**DATA TO USE:**
___
//! Decompression of object bitmaps.
//!
//! Each record starts either with a non-zero byte (a single pixel of that
//! color) or with a zero byte followed by a flag byte whose top two bits pick
//! one of four run layouts:
//!
//! | bytes                          | meaning                         |
//! |--------------------------------|---------------------------------|
//! | `CC`                           | one pixel of color `CC`         |
//! | `00 00`                        | end of row                      |
//! | `00 00LLLLLL`                  | `L` pixels of color 0           |
//! | `00 01LLLLLL LLLLLLLL`         | `L` pixels of color 0           |
//! | `00 10LLLLLL CC`               | `L` pixels of color `CC`        |
//! | `00 11LLLLLL LLLLLLLL CC`      | `L` pixels of color `CC`        |
//!
//! The bitmap is never given a size up front: its width is the width of the
//! last row that was closed and its height is the number of rows closed.

use image::{Rgba, RgbaImage};
use log::trace;

use crate::error::{Error, Result};
use crate::parser::bytes::u16_from_bytes;

const OPAQUE: u8 = 0xFF;

/// How many pixels a run of count `L` expands to.
#[derive(Debug, PartialEq, Eq, Clone, Copy)]
pub enum RunLength {
    /// `L + 1` pixels. Bitmaps produced by earlier releases were decoded
    /// this way, so it stays the default.
    Inclusive,
    /// Exactly `L` pixels.
    Exact,
}

impl Default for RunLength {
    fn default() -> RunLength {
        RunLength::Inclusive
    }
}

impl RunLength {
    fn pixels(self, count: u16) -> usize {
        match self {
            RunLength::Inclusive => usize::from(count) + 1,
            RunLength::Exact => usize::from(count),
        }
    }
}

/// A decoded bitmap, four bytes per pixel, rows top to bottom.
///
/// Every pixel is grey (`R == G == B ==` the color index) and opaque.
#[derive(Derivative, PartialEq, Eq, Clone, Default)]
#[derivative(Debug)]
pub struct Pixmap {
    pub width: usize,
    pub height: usize,
    #[derivative(Debug = "ignore")]
    pub buffer: Vec<u8>,
}

impl Pixmap {
    pub const BYTES_PER_PIXEL: usize = 4;

    pub fn pixel_count(&self) -> usize {
        self.buffer.len() / Self::BYTES_PER_PIXEL
    }

    /// Lays the buffer out on a `width` x `height` canvas. Pixels beyond the
    /// canvas are dropped and uncovered canvas stays transparent.
    pub fn to_rgba_image(&self) -> RgbaImage {
        let mut img = RgbaImage::new(self.width as u32, self.height as u32);
        if self.width == 0 {
            return img;
        }

        let canvas = self.width * self.height;
        for (i, px) in self
            .buffer
            .chunks_exact(Self::BYTES_PER_PIXEL)
            .take(canvas)
            .enumerate()
        {
            let x = (i % self.width) as u32;
            let y = (i / self.width) as u32;
            img.put_pixel(x, y, Rgba([px[0], px[1], px[2], px[3]]));
        }

        img
    }
}

#[derive(Debug, Default)]
struct Canvas {
    buffer: Vec<u8>,
    row_width: usize,
    width: usize,
    height: usize,
}

impl Canvas {
    fn push(&mut self, color: u8, n: usize) {
        for _ in 0..n {
            self.buffer.extend_from_slice(&[color, color, color, OPAQUE]);
        }
    }

    fn end_row(&mut self) {
        self.width = self.row_width;
        self.height += 1;
        self.row_width = 0;
    }
}

/// Decodes `data` with the default [`RunLength::Inclusive`] expansion.
pub fn decode(data: &[u8]) -> Result<Pixmap> {
    decode_with(data, RunLength::default())
}

pub fn decode_with(data: &[u8], runs: RunLength) -> Result<Pixmap> {
    let mut canvas = Canvas::default();
    let mut index = 0;

    // the final byte is never read as the start of a record
    while index + 1 < data.len() {
        let current = data[index];
        if current != 0x00 {
            canvas.push(current, 1);
            canvas.row_width += 1;
            index += 1;
            continue;
        }

        let next = data[index + 1];
        if next == 0x00 {
            canvas.end_row();
            index += 2;
            continue;
        }

        let low = next & 0x3F;
        let (count, color, len) = match (next & 0xC0) >> 6 {
            0b00 => (u16::from(low), 0x00, 2),
            0b01 => {
                let b = operands(data, index, 3)?;
                (u16_from_bytes(low, b[2]), 0x00, 3)
            }
            0b10 => {
                let b = operands(data, index, 3)?;
                (u16::from(low), b[2], 3)
            }
            0b11 => {
                let b = operands(data, index, 4)?;
                (u16_from_bytes(low, b[2]), b[3], 4)
            }
            d => return Err(Error::DecodeInvariantViolation(d)),
        };

        trace!("run at {}: {} x color {}", index, count, color);
        canvas.push(color, runs.pixels(count));
        canvas.row_width += usize::from(count);
        index += len;
    }

    Ok(Pixmap {
        width: canvas.width,
        height: canvas.height,
        buffer: canvas.buffer,
    })
}

fn operands(data: &[u8], index: usize, needed: usize) -> Result<&[u8]> {
    data.get(index..index + needed).ok_or(Error::TruncatedRun {
        offset: index,
        needed,
        available: data.len() - index,
    })
}

#[cfg(test)]
mod tests {
    use super::*;

    const WHITE: [u8; 4] = [255, 255, 255, 255];
    const BLACK: [u8; 4] = [0, 0, 0, 255];

    fn repeat(px: [u8; 4], n: usize) -> Vec<u8> {
        px.iter().cloned().cycle().take(4 * n).collect()
    }

    #[test]
    fn one_white_pixel() {
        let pm = decode(&[0xFF, 0x00, 0x00]).unwrap();
        assert_eq!(pm, Pixmap { width: 1, height: 1, buffer: WHITE.to_vec() });
    }

    #[test]
    fn two_white_pixels() {
        let pm = decode(&[0xFF, 0xFF, 0x00, 0x00]).unwrap();
        assert_eq!(pm, Pixmap { width: 2, height: 1, buffer: repeat(WHITE, 2) });
    }

    #[test]
    fn literal_pixels_keep_column_order() {
        let pm = decode(&[0x01, 0x02, 0x03, 0x00, 0x00]).unwrap();
        assert_eq!(pm.width, 3);
        assert_eq!(
            pm.buffer,
            vec![1, 1, 1, 255, 2, 2, 2, 255, 3, 3, 3, 255]
        );
    }

    #[test]
    fn short_zero_run_counts_nine_columns() {
        let pm = decode(&[0x00, 0b0000_1001, 0x00, 0x00]).unwrap();
        assert_eq!((pm.width, pm.height), (9, 1));
        // inclusive expansion writes one extra pixel
        assert_eq!(pm.buffer, repeat(BLACK, 10));
    }

    #[test]
    fn short_zero_run_exact() {
        let pm = decode_with(&[0x00, 0b0000_1001, 0x00, 0x00], RunLength::Exact).unwrap();
        assert_eq!((pm.width, pm.height), (9, 1));
        assert_eq!(pm.buffer, repeat(BLACK, 9));
    }

    #[test]
    fn long_zero_run() {
        // 0x0140 = 320 columns
        let pm = decode_with(&[0x00, 0b0100_0001, 0x40, 0x00, 0x00], RunLength::Exact).unwrap();
        assert_eq!((pm.width, pm.height), (320, 1));
        assert_eq!(pm.pixel_count(), 320);
    }

    #[test]
    fn short_color_run() {
        let pm = decode(&[0x00, 0b1000_0011, 0x07, 0x00, 0x00]).unwrap();
        assert_eq!(pm.width, 3);
        assert_eq!(pm.buffer, repeat([7, 7, 7, 255], 4));
    }

    #[test]
    fn long_color_run() {
        let pm = decode_with(&[0x00, 0b1100_0001, 0x00, 0x09, 0x00, 0x00], RunLength::Exact).unwrap();
        assert_eq!((pm.width, pm.height), (256, 1));
        assert_eq!(pm.buffer, repeat([9, 9, 9, 255], 256));
    }

    #[test]
    fn long_runs_include_the_extra_pixel() {
        let pm = decode(&[0x00, 0x41, 0x40, 0x00, 0x00]).unwrap();
        assert_eq!((pm.width, pm.height), (320, 1));
        assert_eq!(pm.pixel_count(), 321);

        let pm = decode(&[0x00, 0xC1, 0x00, 0x09, 0x00, 0x00]).unwrap();
        assert_eq!((pm.width, pm.height), (256, 1));
        assert_eq!(pm.buffer, repeat([9, 9, 9, 255], 257));
    }

    #[test]
    fn rows_reset_width_and_count_height() {
        let pm = decode(&[0xFF, 0x00, 0x00, 0xFF, 0x00, 0x00]).unwrap();
        assert_eq!((pm.width, pm.height), (1, 2));
        assert_eq!(pm.buffer, repeat(WHITE, 2));
    }

    #[test]
    fn width_comes_from_last_row() {
        let pm = decode(&[0x05, 0x05, 0x05, 0x00, 0x00, 0x05, 0x00, 0x00]).unwrap();
        assert_eq!((pm.width, pm.height), (1, 2));
        assert_eq!(pm.pixel_count(), 4);
    }

    #[test]
    fn final_byte_is_not_dispatched() {
        let pm = decode(&[0xFF, 0x00, 0x00, 0x42]).unwrap();
        assert_eq!(pm.pixel_count(), 1);
    }

    #[test]
    fn unterminated_row_has_no_height() {
        let pm = decode(&[0x10, 0x10, 0x10]).unwrap();
        assert_eq!((pm.width, pm.height), (0, 0));
        assert_eq!(pm.pixel_count(), 2);
    }

    #[test]
    fn empty_input() {
        assert_eq!(decode(&[]).unwrap(), Pixmap::default());
        assert_eq!(decode(&[0x00]).unwrap(), Pixmap::default());
    }

    #[test]
    fn run_missing_operand_is_an_error() {
        match decode(&[0xFF, 0x00, 0b1100_0001, 0x00]) {
            Err(Error::TruncatedRun { offset, needed, available }) => {
                assert_eq!((offset, needed, available), (1, 4, 3));
            }
            other => panic!("expected TruncatedRun, got {:?}", other),
        }
    }

    #[test]
    fn rgba_image_matches_buffer() {
        let pm = decode_with(&[0x10, 0x20, 0x00, 0x00, 0x30, 0x40, 0x00, 0x00], RunLength::Exact).unwrap();
        let img = pm.to_rgba_image();
        assert_eq!(img.dimensions(), (2, 2));
        assert_eq!(img.get_pixel(1, 0), &Rgba([0x20, 0x20, 0x20, 0xFF]));
        assert_eq!(img.get_pixel(0, 1), &Rgba([0x30, 0x30, 0x30, 0xFF]));
    }
}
___
**YOUR OBJECTIVE:** Reproduce verbatim the range of lines that opens the records and closes with the line containing "use log::trace;". Omit everything after it.

**OUTPUT:**
//! Decompression of object bitmaps.
//!
//! Each record starts either with a non-zero byte (a single pixel of that
//! color) or with a zero byte followed by a flag byte whose top two bits pick
//! one of four run layouts:
//!
//! | bytes                          | meaning                         |
//! |--------------------------------|---------------------------------|
//! | `CC`                           | one pixel of color `CC`         |
//! | `00 00`                        | end of row                      |
//! | `00 00LLLLLL`                  | `L` pixels of color 0           |
//! | `00 01LLLLLL LLLLLLLL`         | `L` pixels of color 0           |
//! | `00 10LLLLLL CC`               | `L` pixels of color `CC`        |
//! | `00 11LLLLLL LLLLLLLL CC`      | `L` pixels of color `CC`        |
//!
//! The bitmap is never given a size up front: its width is the width of the
//! last row that was closed and its height is the number of rows closed.

use image::{Rgba, RgbaImage};
use log::trace;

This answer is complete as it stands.